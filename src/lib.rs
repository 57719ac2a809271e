//! # gocardless-rs
//!
//! A Rust client for the GoCardless Pro API.
//!
//! Each API resource is exposed as a service on [`GoCardlessClient`]. All
//! calls share one request protocol:
//!
//! - **Request options**: per-call [`RequestOption`]s applied in order, for
//!   retries, idempotency keys, extra headers and deadlines
//! - **Retries**: a failed attempt is retried immediately, 3 times by default
//! - **Idempotency**: mutating calls carry an `Idempotency-Key`, generated
//!   once per call and reused by its retries
//! - **Envelopes**: responses are decoded into the payload or the API's
//!   structured [`ApiError`]
//! - **Pagination**: list endpoints can be walked page by page with a
//!   [`ListPagingIterator`], or item by item as a stream
//!
//! ## Quick Start
//!
//! ```rust,no_run
//! use gocardless_rs::{ClientConfig, Environment, GoCardlessClient, RequestOption};
//! use gocardless_rs::api::CurrencyExchangeRateListParams;
//!
//! #[tokio::main]
//! async fn main() -> gocardless_rs::Result<()> {
//!     let client = GoCardlessClient::new(
//!         std::env::var("GOCARDLESS_ACCESS_TOKEN").unwrap_or_default(),
//!         ClientConfig::default().with_environment(Environment::Sandbox),
//!     )?;
//!
//!     let params = CurrencyExchangeRateListParams {
//!         source: Some("GBP".into()),
//!         ..Default::default()
//!     };
//!     let mut pages = client
//!         .currency_exchange_rates()
//!         .all(params, &[RequestOption::retries(5)]);
//!
//!     while pages.has_next() {
//!         let page = pages.advance().await?;
//!         println!("{} rates", page.items.len());
//!     }
//!
//!     Ok(())
//! }
//! ```
//!
//! ## Mandate Imports
//!
//! ```rust,no_run
//! use gocardless_rs::{GoCardlessClient, RequestOption};
//! use gocardless_rs::api::MandateImportCreateParams;
//! use gocardless_rs::models::Scheme;
//!
//! # async fn example(client: GoCardlessClient) -> gocardless_rs::Result<()> {
//! let import = client
//!     .mandate_imports()
//!     .create(
//!         &MandateImportCreateParams { scheme: Scheme::SepaCore },
//!         &[RequestOption::idempotency_key("import-2024-03")],
//!     )
//!     .await?;
//!
//! match client.mandate_imports().submit(&import.id, &[]).await {
//!     Ok(submitted) => println!("Submitted: {:?}", submitted.status),
//!     Err(err) if err.api_error().is_some() => println!("Rejected: {}", err),
//!     Err(err) => return Err(err),
//! }
//! # Ok(())
//! # }
//! ```

#![warn(missing_docs)]
#![warn(rustdoc::missing_crate_level_docs)]
#![deny(unsafe_code)]

pub mod api;
pub mod client;
pub mod error;
pub mod models;

// Re-export primary types at crate root for convenience
pub use client::{
    ClientConfig, GoCardlessClient, ListPagingIterator, RequestOption, RequestOptions, RetryConfig,
};
pub use error::{ApiError, ApiErrorType, Error, Result};
pub use models::{ApiVersion, Environment, ListResult, MandateImportId};

/// Prelude module for convenient imports.
///
/// ```rust
/// use gocardless_rs::prelude::*;
/// ```
pub mod prelude {
    pub use crate::api::{
        CreatedAtFilter, CurrencyExchangeRateListParams, MandateImportCreateParams,
        MandatePdfCreateParams, MandatePdfLinks,
    };
    pub use crate::client::{
        ClientConfig, GoCardlessClient, ListPagingIterator, PaginatedStream, RequestOption,
        RetryConfig,
    };
    pub use crate::error::{ApiError, ApiErrorType, Error, Result};
    pub use crate::models::{
        ApiVersion, CurrencyExchangeRate, Environment, ListResult, MandateImport,
        MandateImportId, MandateImportStatus, MandatePdf, Scheme,
    };
}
§
• Work item: Return, exactly, the lines from the first line of the records above to the line containing "by its retries", both included.

• Exercise output:
filename src/lib.rs
repository 57719ac2a809271e
//! # gocardless-rs
//!
//! A Rust client for the GoCardless Pro API.
//!
//! Each API resource is exposed as a service on [`GoCardlessClient`]. All
//! calls share one request protocol:
//!
//! - **Request options**: per-call [`RequestOption`]s applied in order, for
//!   retries, idempotency keys, extra headers and deadlines
//! - **Retries**: a failed attempt is retried immediately, 3 times by default
//! - **Idempotency**: mutating calls carry an `Idempotency-Key`, generated
//!   once per call and reused by its retries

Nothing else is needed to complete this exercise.